Created in 2006, CASOMB was charged with providing state legislators and other policy makers with an assessment of sex offender management practices, and making recommendations consistent with its vision of decreasing sexual victimization and increasing community safety. In its report, Homelessness among Registered Sex Offenders in California: The Numbers, The Risks and The Response, CASOMB examines the practical effect of the voter-approved passage of Prop. 83 (in November 2006) and subsequently enacted local ordinances restricting the residency of sex offenders. It found that implementation of those residency restrictions had led to a significant increase in the number of sex offenders registering as transient -- most dramatically among Parolees, the only population of sex offenders where the residency restrictions of Prop. 83 have been consistently enforced.
CASOMB’s report observes, moreover, that the rise in homelessness among sex offenders may be attributed to causes other than the various residency restrictions imposed by state and local laws. Specifically, it notes that California’s registration and community notification laws -- which make it possible for citizens to pinpoint the location of sex offenders -- have enabled neighborhoods to mobilize to oust sex offenders from their midsts. As a consequence, sex offenders have even fewer housing options available to them.

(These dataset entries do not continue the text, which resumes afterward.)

//! Plain-text extraction and reading metrics for Markdown bodies.

use std::sync::LazyLock;

use regex::Regex;

/// Characters per minute assumed when estimating reading time.
/// Not adjusted by locale.
pub const CHARS_PER_MINUTE: usize = 450;

static FENCED_CODE: LazyLock<Regex> =
    LazyLock::new(|| Regex::new(r"(?s)```.*?```").expect("fenced code pattern"));
static INLINE_CODE: LazyLock<Regex> =
    LazyLock::new(|| Regex::new(r"`[^`]*`").expect("inline code pattern"));
static HTML_TAG: LazyLock<Regex> =
    LazyLock::new(|| Regex::new(r"<[^>]*>").expect("html tag pattern"));
static IMAGE: LazyLock<Regex> =
    LazyLock::new(|| Regex::new(r"!\[[^\]]*\]\([^)]*\)").expect("image pattern"));
static LINK: LazyLock<Regex> =
    LazyLock::new(|| Regex::new(r"\[[^\]]*\]\([^)]*\)").expect("link pattern"));
static PUNCTUATION: LazyLock<Regex> =
    LazyLock::new(|| Regex::new(r"[#>*_~=\-]+").expect("punctuation pattern"));
static WHITESPACE: LazyLock<Regex> =
    LazyLock::new(|| Regex::new(r"\s+").expect("whitespace pattern"));

#[derive(Debug, Clone, PartialEq, Eq)]
pub struct TextStats {
    pub normalized_text: String,
    pub word_count: usize,
    pub char_count: usize,
    pub reading_minutes: usize,
}

/// Strips code, markup, links and Markdown punctuation, then collapses
/// whitespace. Code is removed before punctuation so its contents never
/// count as prose.
pub fn normalize(markdown: &str) -> String {
    let mut text = FENCED_CODE.replace_all(markdown, " ").into_owned();
    for pattern in [&*INLINE_CODE, &*HTML_TAG, &*IMAGE, &*LINK, &*PUNCTUATION] {
        text = pattern.replace_all(&text, " ").into_owned();
    }
    WHITESPACE.replace_all(&text, " ").trim().to_string()
}

pub fn compute_stats(markdown: &str) -> TextStats {
    let normalized_text = normalize(markdown);
    let word_count = normalized_text.split_whitespace().count();
    let char_count = normalized_text
        .chars()
        .filter(|ch| !ch.is_whitespace())
        .count();

    TextStats {
        reading_minutes: reading_minutes(char_count),
        normalized_text,
        word_count,
        char_count,
    }
}

pub fn reading_minutes(char_count: usize) -> usize {
    let minutes = (char_count as f64 / CHARS_PER_MINUTE as f64).round() as usize;
    minutes.max(1)
}

#[cfg(test)]
mod tests {
    use super::*;

    #[test]
    fn empty_input_has_one_minute_and_no_words() {
        let stats = compute_stats("");
        assert_eq!(stats.normalized_text, "");
        assert_eq!(stats.word_count, 0);
        assert_eq!(stats.char_count, 0);
        assert_eq!(stats.reading_minutes, 1);
    }

    #[test]
    fn code_blocks_are_removed_before_punctuation() {
        let markdown = "Intro\n\n```rust\nlet a = b - c; // # not prose\n```\n\nOutro";
        assert_eq!(normalize(markdown), "Intro Outro");
    }

    #[test]
    fn fenced_code_is_matched_lazily() {
        let markdown = "a ```one``` b ```two``` c";
        assert_eq!(normalize(markdown), "a b c");
    }

    #[test]
    fn strips_inline_code_html_images_and_links() {
        let markdown = "Use `cargo` <b>now</b> ![logo](logo.png) see [docs](https://docs.rs).";
        assert_eq!(normalize(markdown), "Use now see .");
    }

    #[test]
    fn strips_heading_and_emphasis_markers() {
        let markdown = "# Title\n\n> quote with **bold** and _em_ ~~gone~~ == --";
        let text = normalize(markdown);
        assert_eq!(text, "Title quote with bold and em gone");
        for marker in ['#', '>', '*', '_', '~', '=', '-', '<', '`'] {
            assert!(!text.contains(marker), "{marker} survived in {text:?}");
        }
    }

    #[test]
    fn counts_words_and_non_whitespace_characters() {
        let stats = compute_stats("Hello   brave\nnew world");
        assert_eq!(stats.normalized_text, "Hello brave new world");
        assert_eq!(stats.word_count, 4);
        assert_eq!(stats.char_count, 18);
        assert!(stats.char_count <= stats.normalized_text.len());
    }

    #[test]
    fn counts_multibyte_characters_once() {
        let stats = compute_stats("日本語の文章");
        assert_eq!(stats.word_count, 1);
        assert_eq!(stats.char_count, 6);
    }

    #[test]
    fn reading_time_rounds_to_nearest_minute() {
        assert_eq!(reading_minutes(0), 1);
        assert_eq!(reading_minutes(674), 1);
        assert_eq!(reading_minutes(675), 2);
        assert_eq!(reading_minutes(1350), 3);
        let stats = compute_stats(&"字".repeat(900));
        assert_eq!(stats.reading_minutes, 2);
    }
}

CASOMB report begins by asking, pointedly, why should we care whether sex offenders are homeless? Its answer: “The rise in homelessness among sex offenders needs attention because it is so closely associated with an increased level of threat to community safety.” That answer derives, in CASOMB’s view, from common sense as well as from empirical evidence. As to the latter, CASOMB makes the case that, although “there is no known study that empirically examines the risk of homelessness on sexual re-offense,” nonetheless “many researchers and policy makers are of the strong opinion that lack of housing in a sex offender population will lead to higher levels of risk and will decrease public safety.” It cites to studies showing, on the one hand, that unstable housing has been linked with a lack of social support and with difficulty finding employment – both of which are dynamic risk factors for sexual reoffense -- and, conversely, that stable housing leads to stable employment and social support, factors that reduce the risk of reoffending.
The CASOMB report goes on to note some of the innovative housing methods employed by other states in an effort to reduce homelessness among sex offenders. Of those, Colorado’s shared living arrangements -- where two or three sex offenders live together in a home which they rent or own, and where a treatment provider and supervising officer conduct frequent site checks -- have proven to be an effective containment modality for high-risk sex offend-ers. Significantly, a study of these shared living arrangements has shown that, contrary to conventional wisdom, proximity of sex offender residency to areas where children regularly congregate has no impact on recidivism. If this Colorado-based finding extends to California, the basic premise of Prop. 83, i.e., that community safety is enhanced by restricting sex offenders from living within a 2,000-foot zone of schools or parks where children regularly gather, is cast into considerable doubt.
CASOMB concludes by underscoring the need for the development of an effective, state-wide housing policy which makes stable, affordable and appropriate housing available to sex offenders. Among its recommendations is the use of incentives to local governments and private entities to develop long-term and short-term housing for sex offenders. The report is available on PLN’s website.